The look I gave Leo must have telegraphed
exactly how confused I felt, because suddenly
there was a nurse there and more hands going
through my hair, looking for a bump or blood that
my dark hair would cover. "No, no, I'm fine," I
pushed the nurse back. "I just… where's the
men's room?" I asked quickly, suddenly needing
to know.

I followed a fuzzy, wavering finger
across the hall as fast as I could move without
falling flat on my face or my ass. I didn't even
make it to a stall. I wrenched on a sink and
threw up everything I'd even thought about eating
for the past month.

There was a hand on my back after a
while, but at the time I couldn't look up or say
anything.

When I could look up and breathe again,
Leo was there handing me a cool, damp
hospital-issue washcloth.

"Shock's a bitch, isn't it?" he asked me kindly.

I nodded numbly, still not finding the
words to find out why he was there.
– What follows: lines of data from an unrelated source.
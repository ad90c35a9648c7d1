/// Workflow phase definitions for the crawl-job lifecycle
///
/// One controller drives one job at a time through these phases.
use std::fmt;

/// How a finished workflow ended
#[derive(Debug, Clone, Copy, PartialEq, Eq, Hash)]
pub enum Outcome {
    /// The backend reported the job completed
    Completed,

    /// The user asked for the job to stop
    Stopped,

    /// The job or a status poll reported an error
    Failed,
}

/// Current phase of the crawl workflow
#[derive(Debug, Clone, Copy, PartialEq, Eq, Hash)]
pub enum Phase {
    /// No analysis has been accepted yet
    Idle,

    /// The backend returned a URL preview awaiting curation
    Analyzed,

    /// A job was submitted and is being polled
    Running,

    /// The workflow ended; no further transitions except cancel-to-Idle
    Done(Outcome),
}

impl Phase {
    /// Returns true if the workflow reached a terminal phase
    pub fn is_terminal(&self) -> bool {
        matches!(self, Self::Done(_))
    }

    /// Returns true if a job is currently being polled
    pub fn is_running(&self) -> bool {
        matches!(self, Self::Running)
    }

    /// Returns true if analyze may be submitted from this phase
    pub fn can_analyze(&self) -> bool {
        matches!(self, Self::Idle)
    }

    /// Returns true if the URL preview may be curated or consumed
    pub fn can_start(&self) -> bool {
        matches!(self, Self::Analyzed)
    }

    /// Returns a short lowercase label for logs and display
    pub fn as_str(&self) -> &'static str {
        match self {
            Self::Idle => "idle",
            Self::Analyzed => "analyzed",
            Self::Running => "running",
            Self::Done(Outcome::Completed) => "completed",
            Self::Done(Outcome::Stopped) => "stopped",
            Self::Done(Outcome::Failed) => "failed",
        }
    }
}

impl fmt::Display for Phase {
    fn fmt(&self, f: &mut fmt::Formatter<'_>) -> fmt::Result {
        write!(f, "{}", self.as_str())
    }
}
I hadn't
called. Maybe C.J. or Toby had. But how had he
gotten there so fast? I could only conclude that
he was there when we arrived. But I couldn't
find my voice long enough to whisper "why?"

"Better?" he asked.

I nodded again.

"Good we need to talk."

Leo led me out of the bathroom and into
one of the smaller family counseling rooms. As
he shut the door he said, "First off all, the
President is going to be fine."

I looked up sharply and Leo's eyes went
wide for a second and then softened. "He's going
to be fine. He was hit in the side, but he never
lost consciousness and he didn't lose a whole lot
of blood from what I can see. In fact, he faked
it so well, we were on our way back to the White
House until Secret Service realized something was
wrong about half way back. He's going into
surgery and should be out in just a few hours."

I nodded again. It seemed to be all I
was capable of all of a sudden. I felt as
useless as one of those stupid little wobble-head
dogs that people put in their back windshield.

"Sam," Leo was saying quietly. "I have
to get back to the White House. I have to meet
with half the planet. You've known Josh a long
time, right?"

Another nod. I was a speechwriter for
the goddamn President of the United States and I
couldn't find a single word to express myself.

"I knew Josh's dad, so I've probably
known him longer than you have, but I really
think you know him better."

My gut clenched. I knew where this was
going and the vice around my head was turned
another few degrees. Don't make me do this,
don't put this on me, don't make me do this was
all I could think.

"I'm going to call his mom as soon as I
get back to the White House. If she hasn't heard
by now, it won't be long, but with the airports
being closed, it's going to take a while for her
to find a way to get here. Sam, someone needs to
be here to make decisions for Josh until he can
do it for himself."

I hung my head. Neither of us would say
the words. Neither of us would actually
articulate that if it came down to making
decisions for Josh it would be because we needed
to decide if he lived or died. If he became an
organ donor or not. I slouched in my chair.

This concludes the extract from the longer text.